Should you rest your coffee before brewing?

 

One of the questions we’re asked most often at Moon Roast is: “Should I rest my coffee before using it?”

To help clear up the myths, we spoke to our head roasters to explain the science behind roasting, resting, and brewing - so you can get the most out of every cup.

We’ve been hand-roasting specialty coffee to order for over 10 years and with 17 Great Taste Awards under our belt, we know a thing or two about brewing a truly delicious cup. Most of our coffees are roasted for next-day dispatch, ensuring you receive beans that are as fresh as possible. And if you look on the back of your bag, you’ll find the roast date- a simple guide to when to start brewing and how long to let your coffee rest.

 

The Science of Freshly Roasted Coffee

During roasting, green coffee beans go through a remarkable transformation. As they’re heated, they release moisture and change colour - first yellowing, then browning as sugars and proteins interact. At this stage, they absorb heat (an endothermic reaction) before expanding, releasing moisture and pressure.

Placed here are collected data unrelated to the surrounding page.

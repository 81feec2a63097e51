//! Result aggregation
//!
//! Suites and tests are tracked through scope guards returned by
//! [`ResultWriter::start_suite`] and [`ResultWriter::start_test`]; dropping a
//! guard closes its scope, so every exit path (including `?` and panics)
//! finalizes the node. Only one level of suites gets its own report node,
//! deeper suite names are folded into the names of the tests they contain.

mod writer;
mod xml;

use std::time::Duration;

pub use writer::{ResultWriter, SuiteScope, TestScope};
pub use xml::render;

/// Verdict of a single check
#[derive(Debug, Clone, PartialEq, Eq)]
pub enum Outcome {
    Pass,
    /// Assertion mismatch; later checks still run
    Fail(String),
    /// The check could not be carried out at all
    Fatal(String),
}

impl Outcome {
    pub fn is_pass(&self) -> bool {
        matches!(self, Outcome::Pass)
    }
}

/// Cumulative counters shared by the root and suite nodes
#[derive(Debug, Default, Clone, Copy, PartialEq, Eq)]
pub struct Counts {
    pub tests: u32,
    pub failures: u32,
    pub errors: u32,
}

/// Failure payload attached to a test node
#[derive(Debug, Clone, PartialEq, Eq)]
pub enum Verdict {
    Failure(String),
    Error(String),
}

#[derive(Debug, Clone)]
pub struct TestNode {
    /// Dot-joined nested suite names followed by the test name
    pub name: String,
    pub time: Option<Duration>,
    pub verdicts: Vec<Verdict>,
}

impl TestNode {
    pub fn passed(&self) -> bool {
        self.verdicts.is_empty()
    }
}

#[derive(Debug, Clone)]
pub struct SuiteNode {
    pub name: String,
    /// Local wall-clock time the suite was opened, ISO 8601
    pub timestamp: String,
    pub counts: Counts,
    pub time: Option<Duration>,
    pub tests: Vec<TestNode>,
}

/// Root of the report tree
#[derive(Debug, Clone, Default)]
pub struct Report {
    pub counts: Counts,
    pub time: Option<Duration>,
    pub suites: Vec<SuiteNode>,
}

impl Report {
    /// Failures plus errors, the basis of the process exit status
    pub fn failed_test_count(&self) -> u32 {
        self.counts.failures + self.counts.errors
    }

    /// Names of every test that recorded a failure or error, as `suite: test`
    pub fn failed_tests(&self) -> Vec<String> {
        self.suites
            .iter()
            .flat_map(|suite| {
                suite
                    .tests
                    .iter()
                    .filter(|test| !test.passed())
                    .map(move |test| format!("{}: {}", suite.name, test.name))
            })
            .collect()
    }
}
//! Launching and reaping external processes

use std::fs::File;
use std::path::Path;
use std::process::{Output, Stdio};
use std::time::Duration;

use tokio::process::{Child, Command};

use crate::common::{Error, Result};

/// Long-running processes owned by one scenario
///
/// Processes are terminated in reverse start order, each getting a grace
/// period after SIGTERM before it is killed.
#[derive(Debug)]
pub struct ProcessSet {
    children: Vec<(String, Child)>,
    grace: Duration,
}

impl ProcessSet {
    pub fn new(grace: Duration) -> Self {
        Self {
            children: Vec::new(),
            grace,
        }
    }

    /// Start `cmd`, sending stdout and stderr to `log` (or discarding them)
    pub fn spawn(&mut self, mut cmd: Command, label: &str, log: Option<&Path>) -> Result<()> {
        let (stdout, stderr) = match log {
            Some(path) => {
                let file = File::create(path).map_err(|e| Error::spawn(label, e))?;
                let copy = file.try_clone().map_err(|e| Error::spawn(label, e))?;
                (Stdio::from(file), Stdio::from(copy))
            }
            None => (Stdio::null(), Stdio::null()),
        };

        tracing::debug!("Starting {}: {:?}", label, cmd.as_std());
        let child = cmd
            .stdin(Stdio::null())
            .stdout(stdout)
            .stderr(stderr)
            .kill_on_drop(true)
            .spawn()
            .map_err(|e| Error::spawn(label, e))?;

        self.children.push((label.to_string(), child));
        Ok(())
    }

    pub fn len(&self) -> usize {
        self.children.len()
    }

    pub fn is_empty(&self) -> bool {
        self.children.is_empty()
    }

    /// Stop every process; safe to call repeatedly
    pub async fn terminate_all(&mut self) {
        while let Some((label, mut child)) = self.children.pop() {
            if let Err(e) = terminate(&mut child, self.grace).await {
                tracing::warn!("Failed to stop {}: {}", label, e);
            } else {
                tracing::debug!("Stopped {}", label);
            }
        }
    }
}

async fn terminate(child: &mut Child, grace: Duration) -> std::io::Result<()> {
    if let Some(pid) = child.id() {
        // SAFETY: plain kill(2) on a pid we spawned and have not reaped yet
        unsafe {
            libc::kill(pid as libc::pid_t, libc::SIGTERM);
        }
    }

    match tokio::time::timeout(grace, child.wait()).await {
        Ok(status) => status.map(|_| ()),
        Err(_) => {
            tracing::debug!("Process did not exit within {:?}, killing", grace);
            child.kill().await
        }
    }
}

/// Run a command to completion and capture its output
pub async fn run_command(mut cmd: Command, label: &str) -> Result<Output> {
    tracing::trace!("Running {}: {:?}", label, cmd.as_std());
    cmd.stdin(Stdio::null())
        .output()
        .await
        .map_err(|e| Error::spawn(label, e))
}

#[cfg(test)]
mod tests {
    use super::*;
    use std::time::Instant;

    #[tokio::test]
    async fn test_terminate_all_stops_processes() {
        let mut set = ProcessSet::new(Duration::from_secs(3));
        let mut cmd = Command::new("sleep");
        cmd.arg("30");
        set.spawn(cmd, "sleep", None).unwrap();
        assert_eq!(set.len(), 1);

        let started = Instant::now();
        set.terminate_all().await;
        assert!(set.is_empty());
        assert!(started.elapsed() < Duration::from_secs(3));

        // second call is a no-op
        set.terminate_all().await;
    }

    #[tokio::test]
    async fn test_sigterm_ignored_falls_back_to_kill() {
        let mut set = ProcessSet::new(Duration::from_millis(200));
        let mut cmd = Command::new("sh");
        cmd.args(["-c", "trap '' TERM; sleep 30"]);
        set.spawn(cmd, "stubborn", None).unwrap();
        tokio::time::sleep(Duration::from_millis(100)).await;

        let started = Instant::now();
        set.terminate_all().await;
        assert!(started.elapsed() < Duration::from_secs(5));
    }

    #[tokio::test]
    async fn test_output_goes_to_log() {
        let dir = tempfile::tempdir().unwrap();
        let log = dir.path().join("echo.log");
        let mut set = ProcessSet::new(Duration::from_secs(1));
        let mut cmd = Command::new("sh");
        cmd.args(["-c", "echo out; echo err >&2"]);
        set.spawn(cmd, "echo", Some(log.as_path())).unwrap();
        tokio::time::sleep(Duration::from_millis(300)).await;
        set.terminate_all().await;

        let content = std::fs::read_to_string(&log).unwrap();
        assert!(content.contains("out"));
        assert!(content.contains("err"));
    }

    #[tokio::test]
    async fn test_spawn_missing_program() {
        let mut set = ProcessSet::new(Duration::from_secs(1));
        let cmd = Command::new("/nonexistent/netharness-binary");
        let err = set.spawn(cmd, "missing", None).unwrap_err();
        assert!(matches!(err, Error::Spawn { .. }));
    }

    #[tokio::test]
    async fn test_run_command_captures_stdout() {
        let mut cmd = Command::new("echo");
        cmd.arg("hello");
        let output = run_command(cmd, "echo").await.unwrap();
        assert!(output.status.success());
        assert_eq!(String::from_utf8_lossy(&output.stdout).trim(), "hello");
    }
}
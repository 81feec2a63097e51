//! netharness - run network daemon scenarios in a network namespace

use clap::Parser;
use netharness::cli::{self, Args};
use netharness::common::logging;

#[tokio::main]
async fn main() {
    let args = Args::parse();
    logging::init_cli(args.verbose);

    let code = cli::run(args).await;
    std::process::exit(code);
}
//! Structural comparison of expected fixtures against introspection output
//!
//! Both sides are JSON trees shaped like `ip -j` output. Entries are paired
//! by position and compared key by key, following directives embedded in
//! the expected tree:
//!
//! - `{"_exact": false, ...}` compares only the listed keys of a nested
//!   object instead of requiring the whole object to be equal.
//! - `{"_type": "array", "expected": [...], "not_expected": [...]}` checks
//!   membership in an actual list.
//! - A plain list is compared as a sorted multiset, unless it carries the
//!   legacy `"__COND__SUBSET"` marker, which turns it into a subset check.
//!   New fixtures should use the `_type: array` form.

use serde_json::{Map, Value};

use crate::report::{Outcome, ResultWriter};

/// Reserved prefix of legacy list condition markers
pub const CONDITION_PREFIX: &str = "__COND__";
/// Legacy marker selecting subset comparison
pub const CONDITION_SUBSET: &str = "__COND__SUBSET";

const EXACT_KEY: &str = "_exact";
const TYPE_KEY: &str = "_type";

/// How an expected value is to be checked
enum Expectation<'a> {
    /// `_type: array` descriptor
    Members {
        expected: Vec<Value>,
        not_expected: Vec<Value>,
    },
    /// Object with `_exact: false`, checked key by key
    Partial(&'a Map<String, Value>),
    /// Plain list, possibly carrying a legacy mode marker
    List(&'a [Value]),
    /// Anything else, checked for equality
    Equal(&'a Value),
}

impl<'a> Expectation<'a> {
    fn of(value: &'a Value) -> Self {
        match value {
            Value::Object(map) if map.get(TYPE_KEY).and_then(Value::as_str) == Some("array") => {
                Expectation::Members {
                    expected: map.get("expected").map(to_seq).unwrap_or_default(),
                    not_expected: map.get("not_expected").map(to_seq).unwrap_or_default(),
                }
            }
            Value::Object(map) if map.get(EXACT_KEY).and_then(Value::as_bool) == Some(false) => {
                Expectation::Partial(map)
            }
            Value::Array(list) => Expectation::List(list),
            other => Expectation::Equal(other),
        }
    }
}

#[derive(Debug, Clone, Copy, PartialEq, Eq)]
enum ListMode {
    Exact,
    Subset,
}

/// Compare `expected` against `actual`, recording one test per checked key
///
/// With `select`, each side must hold at most one element, and comparison
/// continues on that element's `select` field. Returns the number of
/// failures and errors recorded by this call.
pub fn compare(
    rw: &mut ResultWriter,
    expected: &Value,
    actual: &Value,
    select: Option<&str>,
) -> u32 {
    let mut expected = to_seq(expected);
    let mut actual = to_seq(actual);

    if let Some(key) = select {
        if expected.len() > 1 || actual.len() > 1 {
            let mut test = rw.start_test("Select");
            test.fatal(format!(
                "Expected only one element in lists, when select '{key}' is given"
            ));
            return 1;
        }
        match (select_field(&expected, key), select_field(&actual, key)) {
            (Ok(e), Ok(a)) => {
                expected = e;
                actual = a;
            }
            (Err(message), _) | (_, Err(message)) => {
                let mut test = rw.start_test("Select");
                test.fatal(message);
                return 1;
            }
        }
    }

    // `ip -j` sometimes emits empty records
    actual.retain(|v| !matches!(v, Value::Object(map) if map.is_empty()));

    {
        let mut test = rw.start_test("Length Match");
        if actual.len() != expected.len() {
            test.fatal(format!(
                "Top level list lengths differ (was {}, expected {})\nActual: {}\nExpected: {}",
                actual.len(),
                expected.len(),
                Value::Array(actual),
                Value::Array(expected)
            ));
            return 1;
        }
    }

    let mut errors = 0;
    for (i, (exp, act)) in expected.iter().zip(actual.iter()).enumerate() {
        let mut entry = rw.start_suite(&format!("Entry {i}"));
        match exp {
            Value::Object(map) => {
                for key in map.keys().filter(|k| k.as_str() != EXACT_KEY) {
                    let mut test = entry.start_test(key);
                    if !test.record(check_key(map, act, key)) {
                        errors += 1;
                    }
                }
            }
            other => {
                let mut test = entry.start_test("Value");
                if !test.record(check_value(other, act)) {
                    errors += 1;
                }
            }
        }
    }
    errors
}

/// Collapse a zero- or one-element list to its `key` field
fn select_field(list: &[Value], key: &str) -> Result<Vec<Value>, String> {
    match list.first() {
        None => Ok(Vec::new()),
        Some(element) => element
            .get(key)
            .map(to_seq)
            .ok_or_else(|| format!("key '{key}' is missing")),
    }
}

fn check_key(expected: &Map<String, Value>, actual: &Value, key: &str) -> Outcome {
    match (expected.get(key), actual.get(key)) {
        (Some(exp), Some(act)) => check_value(exp, act),
        _ => Outcome::Fail(format!("key '{key}' is missing")),
    }
}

This is when the famous first crack happens - the audible “pop” that signals the Maillard reaction in action. Sugars and amino acids interact, leading to caramelisation and the complex flavour development coffee lovers crave.

But there’s another important thing happening carbon dioxide (CO₂) is building up inside the beans. Especially toward the end of the roast, a significant amount of CO₂ gets trapped. This gas needs time to escape before you brew otherwise, it can disrupt extraction and negatively impact flavour.

 

 

Why Resting Matters

When coffee rests, it degasses, slowly releasing that trapped CO₂.

Brew too soon after roasting and the gas escapes too rapidly as hot water hits the grounds. This can lead to uneven extraction, resulting in sharp, sour or unbalanced flavours.

By letting your coffee rest, you give it time to settle and develop its flavour. You’ll also notice more predictable brewing results - stable shot times, smoother extraction and a cup that truly reflects the roaster’s craft.

 

Our Resting Recommendations

Every brew method has its sweet spot. Here’s what our roasters suggest:

  • Espresso blends: Rest for 7–10 days after the roast date.
  • Filter coffees: Rest for 3–5 days after the roast date.
  • Cafetiere (French press): Rest for 4–6 days after the roast date.

These are simply starting points – the best way to discover your preference is to experiment. Try your coffee on day 3, then again on day 7 and day 10, and notice how the flavours evolve and settle.

Freshness tip: Resting is about when flavours taste best, not about expiry. Ground coffee is best enjoyed within 4 weeks, while whole bean coffee stays fresh for up to 3 months when stored correctly

 

Storage Tips for Maximum Freshness

Even after resting, how you store your coffee makes all the difference.

  • Keep it sealed and stored in a cool, dry place - away from heat sources like ovens, and moisture-heavy spots like fridges. 
  • Whole bean lovers: We recommend using our Atmos flasks to keep beans fresh for longer.
  • Ground coffee drinkers: Always reseal the bag tightly after use and store it in a cool, dark cupboard.

A quick note: around 40% of the gas escapes in the first 24 hours and degassing slows down after that. You don’t need to wait weeks to brew - just enough to let the flavours bloom.

 

The Takeaway

Resting your coffee isn’t a gimmick - it’s an essential step in unlocking its full potential. By understanding the roasting process, respecting the rest period and fine-tuning your brew method, you can enjoy exceptional coffee at home, every single time.